The whole listing below is to be repeated without alteration.

───── Data for processing

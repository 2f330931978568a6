//! Error taxonomy shared by every stage of form generation.

use std::fmt;
use std::io;
use std::path::PathBuf;

/// Errors that abort the generation of the membership form.
///
/// Every failure is fatal: the run stops and no output document is left behind.
#[derive(Debug)]
pub enum FormError {
    /// A font, image or content-store file could not be read or decoded.
    AssetLoad {
        /// The file (or directory) that failed to load.
        path: PathBuf,
        /// Human readable description of the failure.
        reason: String,
    },
    /// A content-store key is missing, has the wrong shape, or carries malformed markup.
    ContentData {
        /// The key as referenced by the composer, e.g. `legal_text.section6.title`.
        key: String,
        /// Human readable description of the failure.
        reason: String,
    },
    /// A drawable or section was configured inconsistently.
    Configuration(String),
    /// A flow item cannot be placed, not even on an empty page.
    Layout(String),
    /// The flowing-content backend reported an error.
    Render(genpdf::error::Error),
    /// The PDF finishing pass or a read-back failed.
    Pdf(lopdf::Error),
    /// The output document could not be written.
    OutputWrite {
        /// Destination that was being written.
        path: PathBuf,
        /// Underlying I/O error.
        source: io::Error,
    },
}

impl FormError {
    pub(crate) fn asset(path: impl Into<PathBuf>, reason: impl fmt::Display) -> Self {
        Self::AssetLoad {
            path: path.into(),
            reason: reason.to_string(),
        }
    }

    pub(crate) fn content(key: impl Into<String>, reason: impl fmt::Display) -> Self {
        Self::ContentData {
            key: key.into(),
            reason: reason.to_string(),
        }
    }

    pub(crate) fn config(message: impl Into<String>) -> Self {
        Self::Configuration(message.into())
    }

    /// Returns whether the error belongs to the asset loading tier.
    pub fn is_asset_error(&self) -> bool {
        matches!(self, Self::AssetLoad { .. })
    }
}

impl From<genpdf::error::Error> for FormError {
    fn from(err: genpdf::error::Error) -> Self {
        Self::Render(err)
    }
}

impl From<lopdf::Error> for FormError {
    fn from(err: lopdf::Error) -> Self {
        Self::Pdf(err)
    }
}

impl fmt::Display for FormError {
    fn fmt(&self, f: &mut fmt::Formatter<'_>) -> fmt::Result {
        match self {
            Self::AssetLoad { path, reason } => {
                write!(f, "Failed to load asset {}: {}", path.display(), reason)
            }
            Self::ContentData { key, reason } => {
                write!(f, "Invalid content for key '{}': {}", key, reason)
            }
            Self::Configuration(message) => write!(f, "Invalid form configuration: {message}"),
            Self::Layout(message) => write!(f, "Layout failed: {message}"),
            Self::Render(err) => write!(f, "Failed to render document: {err}"),
            Self::Pdf(err) => write!(f, "Failed to process PDF structure: {err}"),
            Self::OutputWrite { path, source } => {
                write!(f, "Failed to write output {}: {}", path.display(), source)
            }
        }
    }
}

impl std::error::Error for FormError {
    fn source(&self) -> Option<&(dyn std::error::Error + 'static)> {
        match self {
            Self::Render(err) => Some(err),
            Self::Pdf(err) => Some(err),
            Self::OutputWrite { source, .. } => Some(source),
            Self::AssetLoad { .. }
            | Self::ContentData { .. }
            | Self::Configuration(_)
            | Self::Layout(_) => None,
        }
    }
}
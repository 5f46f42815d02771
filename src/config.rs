//! Dashboard configuration and application constants.

use crate::stats::{DEFAULT_BUCKETS, DEFAULT_TOP_COUNTRIES};
use serde::Serialize;
use std::path::PathBuf;

pub const APP_NAME: &str = "Hotel Booking Demand Dashboard";
pub const APP_VERSION: &str = env!("CARGO_PKG_VERSION");

/// Dataset read when no path is given, relative to the working directory.
pub const DEFAULT_DATASET: &str = "data_hotel_booking_demand.csv";
pub const DEFAULT_PREVIEW_ROWS: usize = 5;
pub const DEFAULT_LOG_LEVEL: &str = "info";

/// Settings shared by the GUI and the headless export.
#[derive(Debug, Clone, Serialize)]
pub struct DashboardConfig {
    pub dataset_path: PathBuf,
    pub top_countries: usize,
    pub histogram_buckets: usize,
    pub preview_rows: usize,
}

impl Default for DashboardConfig {
    fn default() -> Self {
        Self {
            dataset_path: PathBuf::from(DEFAULT_DATASET),
            top_countries: DEFAULT_TOP_COUNTRIES,
            histogram_buckets: DEFAULT_BUCKETS,
            preview_rows: DEFAULT_PREVIEW_ROWS,
        }
    }
}
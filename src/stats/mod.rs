//! Stats module - descriptive statistics and per-chart aggregators

mod calculator;
mod categorical;
mod correlation;
mod country;
mod numeric;
mod overview;
mod target;

pub use calculator::{BoxSummary, DescriptiveStats, StatsCalculator};
pub use categorical::{CategoricalAggregator, CategoryBreakdown, CategoryShare};
pub use correlation::{CorrelationAggregator, CorrelationMatrix};
pub use country::{CountryAggregator, CountryCancellation, DEFAULT_TOP_COUNTRIES};
pub use numeric::{HistogramBucket, NumericAggregator, NumericDistribution, DEFAULT_BUCKETS};
pub use overview::{ColumnDescription, ColumnType, DataOverview, OverviewBuilder};
pub use target::{TargetAggregator, TargetSummary};

use crate::data::schema::ColumnKind;
use polars::prelude::PolarsError;
use thiserror::Error;

/// Failures local to a single aggregator; they never take down other views.
#[derive(Error, Debug)]
pub enum AggregateError {
    #[error("`{column}` is not one of the allowed {expected} features")]
    InvalidColumn { column: String, expected: ColumnKind },
    #[error("Insufficient data: {0}")]
    InsufficientData(String),
    #[error("Polars error: {0}")]
    PolarsError(#[from] PolarsError),
}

──────────

* **Task response**
repository 2f330931978568a6
//! Error taxonomy shared by every stage of form generation.

use std::fmt;
use std::io;
use std::path::PathBuf;

/// Errors that abort the generation of the membership form.
///
/// Every failure is fatal: the run stops and no output document is left behind.
#[derive(Debug)]
pub enum FormError {
    /// A font, image or content-store file could not be read or decoded.
    AssetLoad {
        /// The file (or directory) that failed to load.
        path: PathBuf,
        /// Human readable description of the failure.
        reason: String,
    },
    /// A content-store key is missing, has the wrong shape, or carries malformed markup.
    ContentData {
        /// The key as referenced by the composer, e.g. `legal_text.section6.title`.
        key: String,
        /// Human readable description of the failure.
        reason: String,
    },
    /// A drawable or section was configured inconsistently.
    Configuration(String),
    /// A flow item cannot be placed, not even on an empty page.
    Layout(String),
    /// The flowing-content backend reported an error.
    Render(genpdf::error::Error),
    /// The PDF finishing pass or a read-back failed.
    Pdf(lopdf::Error),
    /// The output document could not be written.
    OutputWrite {
        /// Destination that was being written.
        path: PathBuf,
        /// Underlying I/O error.
        source: io::Error,
    },
}

impl FormError {
    pub(crate) fn asset(path: impl Into<PathBuf>, reason: impl fmt::Display) -> Self {
        Self::AssetLoad {
            path: path.into(),
            reason: reason.to_string(),
        }
    }

    pub(crate) fn content(key: impl Into<String>, reason: impl fmt::Display) -> Self {
        Self::ContentData {
            key: key.into(),
            reason: reason.to_string(),
        }
    }

    pub(crate) fn config(message: impl Into<String>) -> Self {
        Self::Configuration(message.into())
    }

    /// Returns whether the error belongs to the asset loading tier.
    pub fn is_asset_error(&self) -> bool {
        matches!(self, Self::AssetLoad { .. })
    }
}

impl From<genpdf::error::Error> for FormError {
    fn from(err: genpdf::error::Error) -> Self {
        Self::Render(err)
    }
}

impl From<lopdf::Error> for FormError {
    fn from(err: lopdf::Error) -> Self {
        Self::Pdf(err)
    }
}

impl fmt::Display for FormError {
    fn fmt(&self, f: &mut fmt::Formatter<'_>) -> fmt::Result {
        match self {
            Self::AssetLoad { path, reason } => {
                write!(f, "Failed to load asset {}: {}", path.display(), reason)
            }
            Self::ContentData { key, reason } => {
                write!(f, "Invalid content for key '{}': {}", key, reason)
            }
            Self::Configuration(message) => write!(f, "Invalid form configuration: {message}"),
            Self::Layout(message) => write!(f, "Layout failed: {message}"),
            Self::Render(err) => write!(f, "Failed to render document: {err}"),
            Self::Pdf(err) => write!(f, "Failed to process PDF structure: {err}"),
            Self::OutputWrite { path, source } => {
                write!(f, "Failed to write output {}: {}", path.display(), source)
            }
        }
    }
}

impl std::error::Error for FormError {
    fn source(&self) -> Option<&(dyn std::error::Error + 'static)> {
        match self {
            Self::Render(err) => Some(err),
            Self::Pdf(err) => Some(err),
            Self::OutputWrite { source, .. } => Some(source),
            Self::AssetLoad { .. }
            | Self::ContentData { .. }
            | Self::Configuration(_)
            | Self::Layout(_) => None,
        }
    }
}
repository 5f46f42815d02771
filename src/config.rs
//! Dashboard configuration and application constants.

use crate::stats::{DEFAULT_BUCKETS, DEFAULT_TOP_COUNTRIES};
use serde::Serialize;
use std::path::PathBuf;

pub const APP_NAME: &str = "Hotel Booking Demand Dashboard";
pub const APP_VERSION: &str = env!("CARGO_PKG_VERSION");

/// Dataset read when no path is given, relative to the working directory.
pub const DEFAULT_DATASET: &str = "data_hotel_booking_demand.csv";
pub const DEFAULT_PREVIEW_ROWS: usize = 5;
pub const DEFAULT_LOG_LEVEL: &str = "info";

/// Settings shared by the GUI and the headless export.
#[derive(Debug, Clone, Serialize)]
pub struct DashboardConfig {
    pub dataset_path: PathBuf,
    pub top_countries: usize,
    pub histogram_buckets: usize,
    pub preview_rows: usize,
}

impl Default for DashboardConfig {
    fn default() -> Self {
        Self {
            dataset_path: PathBuf::from(DEFAULT_DATASET),
            top_countries: DEFAULT_TOP_COUNTRIES,
            histogram_buckets: DEFAULT_BUCKETS,
            preview_rows: DEFAULT_PREVIEW_ROWS,
        }
    }
}
filename src/stats/mod.rs
//! Stats module - descriptive statistics and per-chart aggregators

mod calculator;
mod categorical;
mod correlation;
mod country;
mod numeric;
mod overview;
mod target;

pub use calculator::{BoxSummary, DescriptiveStats, StatsCalculator};
pub use categorical::{CategoricalAggregator, CategoryBreakdown, CategoryShare};
pub use correlation::{CorrelationAggregator, CorrelationMatrix};
pub use country::{CountryAggregator, CountryCancellation, DEFAULT_TOP_COUNTRIES};
pub use numeric::{HistogramBucket, NumericAggregator, NumericDistribution, DEFAULT_BUCKETS};
pub use overview::{ColumnDescription, ColumnType, DataOverview, OverviewBuilder};
pub use target::{TargetAggregator, TargetSummary};

use crate::data::schema::ColumnKind;
use polars::prelude::PolarsError;
use thiserror::Error;

/// Failures local to a single aggregator; they never take down other views.
#[derive(Error, Debug)]
pub enum AggregateError {
    #[error("`{column}` is not one of the allowed {expected} features")]
    InvalidColumn { column: String, expected: ColumnKind },
    #[error("Insufficient data: {0}")]
    InsufficientData(String),
    #[error("Polars error: {0}")]
    PolarsError(#[from] PolarsError),
}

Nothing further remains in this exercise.